We may be far from being simple but it is important to begin to watch how violence is ingrained in us and how the mind can fake itself as non-violent. It is significant to introspect deeply into our mind to become simple. Violence has larger implications upon our life and on the society. Our incessant demand for more is nothing but a form of violence. We hurt numerous people to get more, possess more. The environmental degradation and ecological imbalance are an outcome of violence. We destroy species, creatures, vegetation to have more, consume more. The implication of this essay is not to promote anti materialism, or vegetarianism or spiritualism. The idea is to go to the root of violence which is in our mind. The violence that is conspicuous like that of killing, murdering is also engendered from the mind. In this case the violence is based on being brain washed, either by oneself or by others. If an ideology or a cause becomes more important to us than life itself then we will be ready to die or kill for it. If I am exposed to a particular ideology over and over again and given strong grounds (valid or invalid), I will gamble everything and anything for it.
Terrorism, war etc are all an outcome of such a rigid, fanatic mind. The fundamental question to raise is – ‘is an ideology ever greater than life itself?’ If the answer is affirmative, you already have the dormant seeds of violence. It may only need a stimulating climate to become active.
Ignorant Passivity as a form of violence arises out of narrowness. When a person’s life revolves around only ‘me’ or ‘me and my family’ he/she tends to not understand the larger implications of indirect violence of his/her selfish activities. An example is a man involved merely in amassing more and more wealth lifelong. In his act the man is completely oblivious of how he exploits, extorts, hoards, hurts, encroaches and enslaves others for selfish gains. He justifies his action by calling it a duty. Passive ignorance can be seen in people’s complete indifference to social evils, political evils, value deterioration etc. A selfish person does not move until the wild beast is in his/her house. Such indifference is passive ignorant violence.

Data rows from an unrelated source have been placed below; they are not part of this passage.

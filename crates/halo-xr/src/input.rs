//! Input actions: declaration, binding suggestion and per-frame polling.

use tracing::{debug, info, warn};

use crate::runtime::XrRuntime;
use crate::types::{ActionState, ActionType, Hand, HapticPulse, PerHand};
use crate::{XrError, XrResult};

/// Grab value above which a haptic pulse fires on that hand.
pub const GRAB_HAPTIC_THRESHOLD: f32 = 0.9;
pub const HAPTIC_AMPLITUDE: f32 = 0.5;

const ACTION_SET_NAME: &str = "gameplay";
const ACTION_SET_LOCALIZED_NAME: &str = "Gameplay";

#[derive(Debug, Clone, Copy, PartialEq, Eq, Hash)]
pub enum ActionId {
    Grab,
    Pose,
    Vibrate,
    Quit,
}

impl ActionId {
    pub const ALL: [ActionId; 4] = [ActionId::Grab, ActionId::Pose, ActionId::Vibrate, ActionId::Quit];

    pub fn name(self) -> &'static str {
        match self {
            ActionId::Grab => "grab_object",
            ActionId::Pose => "hand_pose",
            ActionId::Vibrate => "vibrate_hand",
            ActionId::Quit => "quit_session",
        }
    }

    pub fn localized_name(self) -> &'static str {
        match self {
            ActionId::Grab => "Grab Object",
            ActionId::Pose => "Hand Pose",
            ActionId::Vibrate => "Vibrate Hand",
            ActionId::Quit => "Quit Session",
        }
    }

    /// Short label used in binding diagnostics.
    pub fn label(self) -> &'static str {
        match self {
            ActionId::Grab => "Grab",
            ActionId::Pose => "Pose",
            ActionId::Vibrate => "Vibrate",
            ActionId::Quit => "Quit",
        }
    }

    pub fn action_type(self) -> ActionType {
        match self {
            ActionId::Grab => ActionType::FloatInput,
            ActionId::Pose => ActionType::PoseInput,
            ActionId::Vibrate => ActionType::VibrationOutput,
            ActionId::Quit => ActionType::BooleanInput,
        }
    }

    /// Quit does not care which hand pressed it, so it has no subaction paths.
    pub fn is_per_hand(self) -> bool {
        !matches!(self, ActionId::Quit)
    }
}

/// Suggested bindings for one controller family.
#[derive(Debug, Clone, PartialEq, Eq)]
pub struct InteractionProfile {
    pub path: &'static str,
    pub bindings: Vec<(ActionId, &'static str)>,
}

impl InteractionProfile {
    pub fn new(path: &'static str) -> Self {
        Self {
            path,
            bindings: Vec::new(),
        }
    }

    pub fn bind(mut self, action: ActionId, path: &'static str) -> Self {
        self.bindings.push((action, path));
        self
    }

    /// Bind `action` to `component` under both hands' user paths.
    pub fn bind_both(self, action: ActionId, left: &'static str, right: &'static str) -> Self {
        self.bind(action, left).bind(action, right)
    }
}

/// The controller families bindings are suggested for.
///
/// The runtime picks the active profile; entries are independent of each other.
pub fn default_interaction_profiles() -> Vec<InteractionProfile> {
    const GRIP_POSE: (&str, &str) = (
        "/user/hand/left/input/grip/pose",
        "/user/hand/right/input/grip/pose",
    );
    const HAPTIC: (&str, &str) = (
        "/user/hand/left/output/haptic",
        "/user/hand/right/output/haptic",
    );
    const MENU_CLICK: (&str, &str) = (
        "/user/hand/left/input/menu/click",
        "/user/hand/right/input/menu/click",
    );

    vec![
        InteractionProfile::new("/interaction_profiles/khr/simple_controller")
            // Fall back to a click input for the grab action.
            .bind_both(
                ActionId::Grab,
                "/user/hand/left/input/select/click",
                "/user/hand/right/input/select/click",
            )
            .bind_both(ActionId::Pose, GRIP_POSE.0, GRIP_POSE.1)
            .bind_both(ActionId::Quit, MENU_CLICK.0, MENU_CLICK.1)
            .bind_both(ActionId::Vibrate, HAPTIC.0, HAPTIC.1),
        InteractionProfile::new("/interaction_profiles/oculus/touch_controller")
            .bind_both(
                ActionId::Grab,
                "/user/hand/left/input/squeeze/value",
                "/user/hand/right/input/squeeze/value",
            )
            .bind_both(ActionId::Pose, GRIP_POSE.0, GRIP_POSE.1)
            // Only the left touch controller has a menu button.
            .bind(ActionId::Quit, MENU_CLICK.0)
            .bind_both(ActionId::Vibrate, HAPTIC.0, HAPTIC.1),
        InteractionProfile::new("/interaction_profiles/htc/vive_controller")
            .bind_both(
                ActionId::Grab,
                "/user/hand/left/input/trigger/value",
                "/user/hand/right/input/trigger/value",
            )
            .bind_both(ActionId::Pose, GRIP_POSE.0, GRIP_POSE.1)
            .bind_both(ActionId::Quit, MENU_CLICK.0, MENU_CLICK.1)
            .bind_both(ActionId::Vibrate, HAPTIC.0, HAPTIC.1),
        InteractionProfile::new("/interaction_profiles/valve/index_controller")
            .bind_both(
                ActionId::Grab,
                "/user/hand/left/input/squeeze/force",
                "/user/hand/right/input/squeeze/force",
            )
            .bind_both(ActionId::Pose, GRIP_POSE.0, GRIP_POSE.1)
            .bind_both(
                ActionId::Quit,
                "/user/hand/left/input/b/click",
                "/user/hand/right/input/b/click",
            )
            .bind_both(ActionId::Vibrate, HAPTIC.0, HAPTIC.1),
        InteractionProfile::new("/interaction_profiles/microsoft/motion_controller")
            .bind_both(
                ActionId::Grab,
                "/user/hand/left/input/squeeze/click",
                "/user/hand/right/input/squeeze/click",
            )
            .bind_both(ActionId::Pose, GRIP_POSE.0, GRIP_POSE.1)
            .bind_both(ActionId::Quit, MENU_CLICK.0, MENU_CLICK.1)
            .bind_both(ActionId::Vibrate, HAPTIC.0, HAPTIC.1),
    ]
}

/// Rendered hand scale: 1.0 when open, 0.5 when fully squeezed.
pub fn hand_scale(grab_value: f32) -> f32 {
    1.0 - 0.5 * grab_value
}

pub fn should_vibrate(grab: &ActionState<f32>) -> bool {
    grab.is_active && grab.current_state > GRAB_HAPTIC_THRESHOLD
}

/// Quit is edge-triggered: only the sync in which the button went down counts.
pub fn quit_requested(quit: &ActionState<bool>) -> bool {
    quit.is_active && quit.changed_since_last_sync && quit.current_state
}

/// Outcome of one [`InputState::poll`].
#[derive(Debug, Clone, Copy, PartialEq, Default)]
pub struct ActionPoll {
    pub haptic_pulses: PerHand<bool>,
    pub exit_requested: bool,
}

pub struct InputState<R: XrRuntime> {
    // Field order is drop order: spaces and actions before their action set.
    hand_space: PerHand<R::Space>,
    grab: R::Action,
    pose: R::Action,
    vibrate: R::Action,
    quit: R::Action,
    action_set: R::ActionSet,
    hand_subaction_path: PerHand<R::Path>,
    hand_scale: PerHand<f32>,
    hand_active: PerHand<bool>,
}

impl<R: XrRuntime> InputState<R> {
    /// Declare the action set, suggest bindings, create the hand spaces and
    /// attach the set to `session`.
    pub fn new(
        runtime: &R,
        instance: &R::Instance,
        session: &R::Session,
        profiles: &[InteractionProfile],
    ) -> XrResult<Self> {
        let action_set = runtime.create_action_set(
            instance,
            ACTION_SET_NAME,
            ACTION_SET_LOCALIZED_NAME,
            0,
        )?;

        let hand_subaction_path =
            PerHand::try_from_fn(|hand| runtime.string_to_path(instance, hand.user_path()))?;
        let create = |id: ActionId| {
            let subaction_paths: &[R::Path] = if id.is_per_hand() {
                &hand_subaction_path.0
            } else {
                &[]
            };
            runtime.create_action(
                &action_set,
                id.name(),
                id.localized_name(),
                id.action_type(),
                subaction_paths,
            )
        };
        let grab = create(ActionId::Grab)?;
        let pose = create(ActionId::Pose)?;
        let vibrate = create(ActionId::Vibrate)?;
        let quit = create(ActionId::Quit)?;

        let mut accepted = 0usize;
        for profile in profiles {
            let action = |id: ActionId| match id {
                ActionId::Grab => &grab,
                ActionId::Pose => &pose,
                ActionId::Vibrate => &vibrate,
                ActionId::Quit => &quit,
            };
            match suggest_profile(runtime, instance, profile, action) {
                Ok(()) => {
                    debug!("suggested {} bindings for {}", profile.bindings.len(), profile.path);
                    accepted += 1;
                }
                Err(err) => warn!("binding suggestion rejected for {}: {err}", profile.path),
            }
        }
        if accepted == 0 && !profiles.is_empty() {
            return Err(XrError::runtime(
                "xrSuggestInteractionProfileBindings",
                "no interaction profile accepted",
            ));
        }

        let hand_space = PerHand::try_from_fn(|hand| {
            runtime.create_action_space(session, &pose, hand_subaction_path[hand])
        })?;

        runtime.attach_action_sets(session, &[&action_set])?;

        Ok(Self {
            hand_space,
            grab,
            pose,
            vibrate,
            quit,
            action_set,
            hand_subaction_path,
            hand_scale: PerHand::splat(1.0),
            hand_active: PerHand::splat(false),
        })
    }

    pub fn hand_space(&self, hand: Hand) -> &R::Space {
        &self.hand_space[hand]
    }

    pub fn hand_scale(&self, hand: Hand) -> f32 {
        self.hand_scale[hand]
    }

    /// Whether the hand's pose action was active at the last poll.
    pub fn hand_active(&self, hand: Hand) -> bool {
        self.hand_active[hand]
    }

    fn action(&self, id: ActionId) -> &R::Action {
        match id {
            ActionId::Grab => &self.grab,
            ActionId::Pose => &self.pose,
            ActionId::Vibrate => &self.vibrate,
            ActionId::Quit => &self.quit,
        }
    }

    /// Sync the action set and update per-hand scale, activity and haptics.
    pub fn poll(&mut self, runtime: &R, session: &R::Session) -> XrResult<ActionPoll> {
        self.hand_active = PerHand::splat(false);
        let mut report = ActionPoll::default();

        runtime.sync_actions(session, &self.action_set)?;

        for hand in Hand::ALL {
            let subaction = self.hand_subaction_path[hand];
            let grab = runtime.action_state_float(session, &self.grab, Some(subaction))?;
            if grab.is_active {
                self.hand_scale[hand] = hand_scale(grab.current_state);
                if should_vibrate(&grab) {
                    let pulse = HapticPulse {
                        amplitude: HAPTIC_AMPLITUDE,
                    };
                    match runtime.apply_haptic_feedback(session, &self.vibrate, subaction, pulse) {
                        Ok(()) => report.haptic_pulses[hand] = true,
                        Err(err) => warn!("haptic pulse on {hand} hand failed: {err}"),
                    }
                }
            }

            self.hand_active[hand] = runtime.action_pose_active(session, &self.pose, subaction)?;
        }

        let quit = runtime.action_state_boolean(session, &self.quit, None)?;
        if quit_requested(&quit) {
            info!("quit action pressed, requesting session exit");
            runtime.request_exit_session(session)?;
            report.exit_requested = true;
        }

        Ok(report)
    }

    /// Log which physical inputs each action ended up bound to.
    pub fn log_bound_sources(&self, runtime: &R, session: &R::Session) {
        for id in [ActionId::Grab, ActionId::Quit, ActionId::Pose, ActionId::Vibrate] {
            match describe_bound_sources(runtime, session, self.action(id)) {
                Ok(sources) if sources.is_empty() => {
                    info!("{} action is bound to nothing", id.label());
                }
                Ok(sources) => info!("{} action is bound to {}", id.label(), sources),
                Err(err) => warn!("unable to resolve {} action sources: {err}", id.label()),
            }
        }
    }
}

fn suggest_profile<'a, R: XrRuntime>(
    runtime: &R,
    instance: &R::Instance,
    profile: &InteractionProfile,
    action: impl Fn(ActionId) -> &'a R::Action,
) -> XrResult<()>
where
    R::Action: 'a,
{
    let profile_path = runtime.string_to_path(instance, profile.path)?;
    let mut bindings = Vec::with_capacity(profile.bindings.len());
    for (id, binding_path) in &profile.bindings {
        let path = runtime.string_to_path(instance, binding_path)?;
        bindings.push((action(*id), path));
    }
    runtime.suggest_interaction_profile_bindings(instance, profile_path, &bindings)
}

/// `'A' and 'B'` for every bound source with a non-empty localized name.
fn describe_bound_sources<R: XrRuntime>(
    runtime: &R,
    session: &R::Session,
    action: &R::Action,
) -> XrResult<String> {
    let mut names = Vec::new();
    for source in runtime.enumerate_bound_sources(session, action)? {
        let name = runtime.input_source_localized_name(session, source)?;
        if !name.is_empty() {
            names.push(format!("'{name}'"));
        }
    }
    Ok(names.join(" and "))
}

Ignorant because he/she does not even know that his/her outlook and actions affect adversely the lives of innumerables that live right with him/her. The motive of this essay is not to propagate non-violence but rather to ask for introspection. To ask if anyone’s life (life of an anonymous child, woman, creature etc) is more significant than the ideology we stand for? To ask, “Am I manipulative?” To ask if one’s action is limited by selfish gains alone? The idea is to closely watch the beginning of violence in our mind. Because only when we ask such fundamental questions and watch the mind with alertness that we really look at the potent violence inourselves and thereby can be free from it. Assuming that we are non-violent is one thing and actually interrogating ourselves through relevant questions is quite another.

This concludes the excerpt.